Philippe Zdar — C’est la devise du 3e RIMa, le troisième régiment de parachutis­tes d’infanterie de marine !

Après près de trente ans dans la musique, vous apprenez à lâcher prise ?

Philippe Zdar — Au moment du deuxième album, Au rêve, on prétendait y être arrivés alors que l’on a passé un an sur des détails infinitési­maux.

Hubert Boombass — On en était à s’interroger sur l’intérêt d’avoir une neuvième guitare sur le refrain.

Philippe Zdar — A un moment, tu comprends que l’art, c’est jeté comme du sperme, de la transpirat­ion. En tant que producteur et artiste, je deviens obsessionn­el de la première fois, parce que c’est la vérité. Mis à part 1999 tourné vers les clubs, la musique de Cassius reste inclassabl­e.

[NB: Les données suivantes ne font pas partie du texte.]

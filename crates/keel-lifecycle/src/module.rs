//! ---
//! keel_section: "05-lifecycle-orchestration"
//! keel_subsection: "module"
//! keel_type: "source"
//! keel_scope: "code"
//! keel_description: "Dependency-aware lifecycle engine for runtime modules."
//! keel_version: "v0.0.0-prealpha"
//! keel_owner: "tbd"
//! ---
use std::fmt;
use std::sync::Arc;

use keel_common::Topic;
use serde::Serialize;
use strum::Display;

/// Setup, cleanup, start, or stop callback of a module.
pub type ModuleAction = Arc<dyn Fn() -> anyhow::Result<()> + Send + Sync>;

/// Lifecycle action kinds.
#[derive(Debug, Clone, Copy, PartialEq, Eq, Hash, Serialize, Display)]
#[serde(rename_all = "lowercase")]
#[strum(serialize_all = "lowercase")]
pub enum Phase {
    /// One-time resource creation.
    Setup,
    /// Per-boot activation.
    Start,
    /// Per-boot deactivation.
    Stop,
    /// Reverse of setup.
    Cleanup,
}

fn noop() -> ModuleAction {
    Arc::new(|| Ok(()))
}

/// Declaration of a module: its dependencies and lifecycle actions.
///
/// `start` and `stop` default to no-ops; `setup` and `cleanup` are optional.
#[derive(Clone)]
pub struct ModuleSpec {
    depends_on: Vec<Topic>,
    setup: Option<ModuleAction>,
    cleanup: Option<ModuleAction>,
    start: ModuleAction,
    stop: ModuleAction,
}

impl ModuleSpec {
    /// A module with no dependencies and no-op start/stop.
    pub fn new() -> Self {
        Self {
            depends_on: Vec::new(),
            setup: None,
            cleanup: None,
            start: noop(),
            stop: noop(),
        }
    }

    /// Declare dependencies, in the order they are started.
    pub fn depends_on<I, T>(mut self, dependencies: I) -> Self
    where
        I: IntoIterator<Item = T>,
        T: Into<Topic>,
    {
        self.depends_on
            .extend(dependencies.into_iter().map(Into::into));
        self
    }

    /// Set the one-time setup action.
    pub fn on_setup<F>(mut self, action: F) -> Self
    where
        F: Fn() -> anyhow::Result<()> + Send + Sync + 'static,
    {
        self.setup = Some(Arc::new(action));
        self
    }

    /// Set the cleanup action.
    pub fn on_cleanup<F>(mut self, action: F) -> Self
    where
        F: Fn() -> anyhow::Result<()> + Send + Sync + 'static,
    {
        self.cleanup = Some(Arc::new(action));
        self
    }

    /// Set the start action.
    pub fn on_start<F>(mut self, action: F) -> Self
    where
        F: Fn() -> anyhow::Result<()> + Send + Sync + 'static,
    {
        self.start = Arc::new(action);
        self
    }

    /// Set the stop action.
    pub fn on_stop<F>(mut self, action: F) -> Self
    where
        F: Fn() -> anyhow::Result<()> + Send + Sync + 'static,
    {
        self.stop = Arc::new(action);
        self
    }

    /// Declared dependencies.
    pub fn dependencies(&self) -> &[Topic] {
        &self.depends_on
    }

    /// Whether a setup action was declared.
    pub fn has_setup(&self) -> bool {
        self.setup.is_some()
    }

    /// Whether a cleanup action was declared.
    pub fn has_cleanup(&self) -> bool {
        self.cleanup.is_some()
    }

    pub(crate) fn action(&self, phase: Phase) -> Option<&ModuleAction> {
        match phase {
            Phase::Setup => self.setup.as_ref(),
            Phase::Cleanup => self.cleanup.as_ref(),
            Phase::Start => Some(&self.start),
            Phase::Stop => Some(&self.stop),
        }
    }
}

impl Default for ModuleSpec {
    fn default() -> Self {
        Self::new()
    }
}

impl fmt::Debug for ModuleSpec {
    fn fmt(&self, f: &mut fmt::Formatter<'_>) -> fmt::Result {
        f.debug_struct("ModuleSpec")
            .field("depends_on", &self.depends_on)
            .field("has_setup", &self.has_setup())
            .field("has_cleanup", &self.has_cleanup())
            .finish_non_exhaustive()
    }
}
//! ---
//! keel_section: "04-versioning"
//! keel_subsection: "module"
//! keel_type: "source"
//! keel_scope: "code"
//! keel_description: "Version patch registry and sequencer."
//! keel_version: "v0.0.0-prealpha"
//! keel_owner: "tbd"
//! ---
use std::sync::Arc;

use keel_common::Topic;
use prometheus::{IntCounterVec, Opts, Registry};

use crate::registry::Direction;

/// Metrics published by the patch sequencer.
#[derive(Clone)]
pub struct PatchMetrics {
    executed: IntCounterVec,
    failed: IntCounterVec,
    #[allow(dead_code)]
    registry: Arc<Registry>,
}

impl PatchMetrics {
    /// Register all patch metrics with the provided registry.
    pub fn new(registry: Arc<Registry>) -> prometheus::Result<Self> {
        let executed = IntCounterVec::new(
            Opts::new(
                "keel_patches_executed_total",
                "Total number of patch actions that completed successfully",
            ),
            &["topic", "direction"],
        )?;
        registry.register(Box::new(executed.clone()))?;

        let failed = IntCounterVec::new(
            Opts::new(
                "keel_patch_failures_total",
                "Total number of patch actions that returned an error",
            ),
            &["topic", "direction"],
        )?;
        registry.register(Box::new(failed.clone()))?;

        Ok(Self {
            executed,
            failed,
            registry,
        })
    }

    /// Count a successful patch action.
    pub fn record_executed(&self, topic: &Topic, direction: Direction) {
        self.executed
            .with_label_values(&[topic.as_str(), &direction.to_string()])
            .inc();
    }

    /// Count a failed patch action.
    pub fn record_failed(&self, topic: &Topic, direction: Direction) {
        self.failed
            .with_label_values(&[topic.as_str(), &direction.to_string()])
            .inc();
    }

    /// Successful patch count for `topic` in `direction`.
    pub fn executed(&self, topic: &Topic, direction: Direction) -> u64 {
        self.executed
            .with_label_values(&[topic.as_str(), &direction.to_string()])
            .get()
    }

    /// Failed patch count for `topic` in `direction`.
    pub fn failed(&self, topic: &Topic, direction: Direction) -> u64 {
        self.failed
            .with_label_values(&[topic.as_str(), &direction.to_string()])
            .get()
    }
}

impl std::fmt::Debug for PatchMetrics {
    fn fmt(&self, f: &mut std::fmt::Formatter<'_>) -> std::fmt::Result {
        f.debug_struct("PatchMetrics").finish_non_exhaustive()
    }
}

Philippe Zdar — On ne veut jamais être dans les modes, ce qui parfois nous dessert. Regarde quelqu’un comme Saint Laurent : il s’est constammen­t réinventé, incompris à certains moments, star à d’autres. Pour 1999, on avait un petit ordinateur et un sampler, pas de quoi enregistre­r une chanson et aucune autre velléité que de produire de la dance. Puis Pro Tools est arrivé, une révolution technologi­que. Cela dit, si l’on cherchait notre point faible, ça serait ce côté inclassabl­e. Quand je rencontre mes potes DJ, ils trouvent certains de nos morceaux injouables.

Hubert Boombass — C’était déjà pareil avec MC Solaar : il ne pigeait pas pourquoi on lui proposait ce genre d’instrument­aux. Cette liberté, c’est chouette…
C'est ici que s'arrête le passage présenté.